While the coronavirus pandemic brought the international sporting landscape to a standstill in recent weeks, the International Olympic Committee was almost stubbornly insistent on going through with the biggest event of all, the 32nd Summer Olympic Games, originally scheduled to be held in Tokyo from July 24 to August 9. That is until Tuesday, when the IOC and the Tokyo 2020 Organizing Committee announced in a joint statement that "the Games of the XXXII Olympiad in Tokyo must be rescheduled to a date beyond 2020 but not later than summer 2021.”

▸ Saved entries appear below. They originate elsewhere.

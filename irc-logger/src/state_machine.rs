//! The logger's IRC protocol state machine: connection setup, NICK
//! collision recovery, NOTICE/PING/PONG handling, channel join, and
//! message capture. This module knows nothing about sockets or
//! schedulers — it consumes parsed messages and timeouts, and produces
//! [`Action`]s for the caller to execute.

use irc_proto::{Command, ParsedMessage};
use irclog_format::UNKNOWN_SENDER;

use crate::error::{LoggerError, Result};

/// Every successful read resets the silence timer; a PING is sent after
/// this many seconds of silence.
pub const MAX_SILENCE_SECONDS: u64 = 60;
/// After sending a liveness PING, give the server this long to PONG back.
pub const PONG_RESPONSE_TIMEOUT: u64 = 20;

#[derive(Debug, Clone, Copy, PartialEq, Eq)]
pub enum Stage {
    Setup,
    Joined,
}

#[derive(Debug, Clone, Copy, PartialEq, Eq)]
pub enum PingState {
    Normal { silence_deadline: u64 },
    Sent { giveup_deadline: u64 },
}

/// Something the caller must do in response to processing a message or a
/// timeout: send a raw line to the server, or spool a captured channel
/// message.
#[derive(Debug, Clone, PartialEq, Eq)]
pub enum Action {
    /// A raw line to send, without the trailing `\r\n`.
    Send(String),
    /// A channel message to hand to the spool writer.
    Spool {
        timestamp: u64,
        sender: String,
        body: Vec<u8>,
    },
}

pub struct LoggerState {
    pub stage: Stage,
    user_base: String,
    nick_suffix_counter: u16,
    channel: String,
    login_password: Option<String>,
    ping_state: PingState,
}

impl LoggerState {
    pub fn new(user_base: String, channel: String, login_password: Option<String>, now: u64) -> Self {
        LoggerState {
            stage: Stage::Setup,
            user_base,
            nick_suffix_counter: 0,
            channel,
            login_password,
            ping_state: PingState::Normal {
                silence_deadline: now + MAX_SILENCE_SECONDS,
            },
        }
    }

    pub fn ping_state(&self) -> PingState {
        self.ping_state
    }

    /// The initial handshake: NICK + USER with the base name.
    pub fn initial_handshake(&self) -> Vec<Action> {
        vec![
            Action::Send(format!("NICK {}", self.user_base)),
            Action::Send(format!("USER {} * * :{}", self.user_base, self.user_base)),
        ]
    }

    /// Call on every successful socket read, regardless of what (if
    /// anything) was parsed from it — this resets the silence timer.
    pub fn on_read(&mut self, now: u64) {
        self.ping_state = PingState::Normal {
            silence_deadline: now + MAX_SILENCE_SECONDS,
        };
    }

    /// Call when the scheduler reports a timeout.
    pub fn on_timeout(&mut self, now: u64) -> Result<Vec<Action>> {
        match self.ping_state {
            PingState::Normal { silence_deadline } if now >= silence_deadline => {
                self.ping_state = PingState::Sent {
                    giveup_deadline: now + PONG_RESPONSE_TIMEOUT,
                };
                Ok(vec![Action::Send("PING server".to_string())])
            }
            PingState::Sent { giveup_deadline } if now >= giveup_deadline => {
                Err(LoggerError::NoPingResponse)
            }
            _ => Ok(Vec::new()),
        }
    }

    fn channel_name(&self) -> String {
        format!("#{}", self.channel)
    }

    fn is_to_me(&self, target: &str) -> bool {
        target == "*" || target == "$$*" || target == self.user_base
    }

    /// Process one parsed message, returning the actions it provokes.
    pub fn on_message(
        &mut self,
        msg: &ParsedMessage,
        line: &str,
        read_time: u64,
    ) -> Result<Vec<Action>> {
        match msg.cmd {
            Command::Name { .. } => {
                let name = msg.command_name(line).unwrap_or("");
                match name {
                    "NOTICE" => self.on_notice(msg, line),
                    "PING" => Ok(vec![Action::Send(format!(
                        "PONG {}",
                        &line[msg.params_off as usize..]
                    ))]),
                    "PONG" => Ok(Vec::new()),
                    "JOIN" => self.on_join(msg, line),
                    "PRIVMSG" => self.on_privmsg(msg, line, read_time),
                    _ => Ok(Vec::new()),
                }
            }
            Command::Numeric(376) => {
                if let Some(password) = &self.login_password {
                    Ok(vec![Action::Send(format!(
                        "PRIVMSG NickServ :identify {password}"
                    ))])
                } else {
                    Ok(vec![Action::Send(format!("JOIN {}", self.channel_name()))])
                }
            }
            Command::Numeric(433) => {
                self.nick_suffix_counter = self.nick_suffix_counter.wrapping_add(1);
                tracing::warn!(attempt = self.nick_suffix_counter, "nick collision, retrying");
                let nick = format!("{}{}", self.user_base, self.nick_suffix_counter);
                Ok(vec![
                    Action::Send(format!("NICK {nick}")),
                    Action::Send(format!("USER {nick} * * :{nick}")),
                ])
            }
            Command::Numeric(477) => Err(LoggerError::CannotJoinChannel),
            Command::Numeric(_) => Ok(Vec::new()),
        }
    }

    fn on_notice(&mut self, msg: &ParsedMessage, line: &str) -> Result<Vec<Action>> {
        let mut params = msg.params(line);
        let target = params.next().unwrap_or("");
        if !self.is_to_me(target) {
            return Ok(Vec::new());
        }
        let text = params.next().unwrap_or("");
        if text.starts_with("*** No Ident response") {
            Ok(self.initial_handshake())
        } else if text.starts_with("You are now identified for ") {
            Ok(vec![Action::Send(format!("JOIN {}", self.channel_name()))])
        } else if text.starts_with("Invalid password for ") {
            Err(LoggerError::InvalidPassword)
        } else {
            Ok(Vec::new())
        }
    }

    fn on_join(&mut self, msg: &ParsedMessage, line: &str) -> Result<Vec<Action>> {
        let joined = msg.params(line).next().unwrap_or("");
        let expected = self.channel_name();
        if joined == expected {
            self.stage = Stage::Joined;
            tracing::info!(stage = ?self.stage, "state transition");
            Ok(Vec::new())
        } else {
            Err(LoggerError::JoinedWrongChannel {
                expected,
                actual: joined.to_string(),
            })
        }
    }

    fn on_privmsg(&mut self, msg: &ParsedMessage, line: &str, read_time: u64) -> Result<Vec<Action>> {
        let mut params = msg.params(line);
        let target = params.next().unwrap_or("");
        if target != self.channel_name() {
            return Ok(Vec::new());
        }
        let body = params.next().unwrap_or("").as_bytes().to_vec();
        let sender = msg
            .prefix(line)
            .map(str::to_string)
            .unwrap_or_else(|| UNKNOWN_SENDER.to_string());
        Ok(vec![Action::Spool {
            timestamp: read_time,
            sender,
            body,
        }])
    }
}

When Dick Pound, a senior member of the International Olympic Committee, had floated the idea of cancelling the games in an interview with the Associated Press last month, sports fans around the world were put on red alert. Back then, Pound stressed that “all indications are at this stage that it will be business as usual,” while also reassuring athletes that the IOC would not send them into a pandemic situation. Interestingly, Pound didn’t think that the eventual outcome, a postponement of the games, would be likely: “You just don’t postpone something on the size and scale of the Olympics. There’s so many moving parts, so many countries and different seasons, and competitive seasons, and television seasons. You can’t just say, `We’ll do it in October.’”
Four weeks have gone by since said interview was published and even before Tuesday’s official announcement, it had become increasingly clear that the Tokyo games couldn’t go ahead as planned. With respect to the postponement, the IOC hopes that “the Olympic Games in Tokyo could stand as a beacon of hope to the world during these troubled times and that the Olympic flame could become the light at the end of the tunnel in which the world finds itself at present.”
As the following chart shows, the Summer Olympics have only been cancelled three times in the modern era dating back to 1896. The 1916 games in Berlin fell victim to World War I and the 1940 and 1944 games, scheduled to be held in Helsinki and London, respectively, were cancelled due to World War II. Interestingly, the 2016 Rio games were also clouded by a health crisis, as many athletes refused to participate due to the ongoing outbreak of the Zika virus.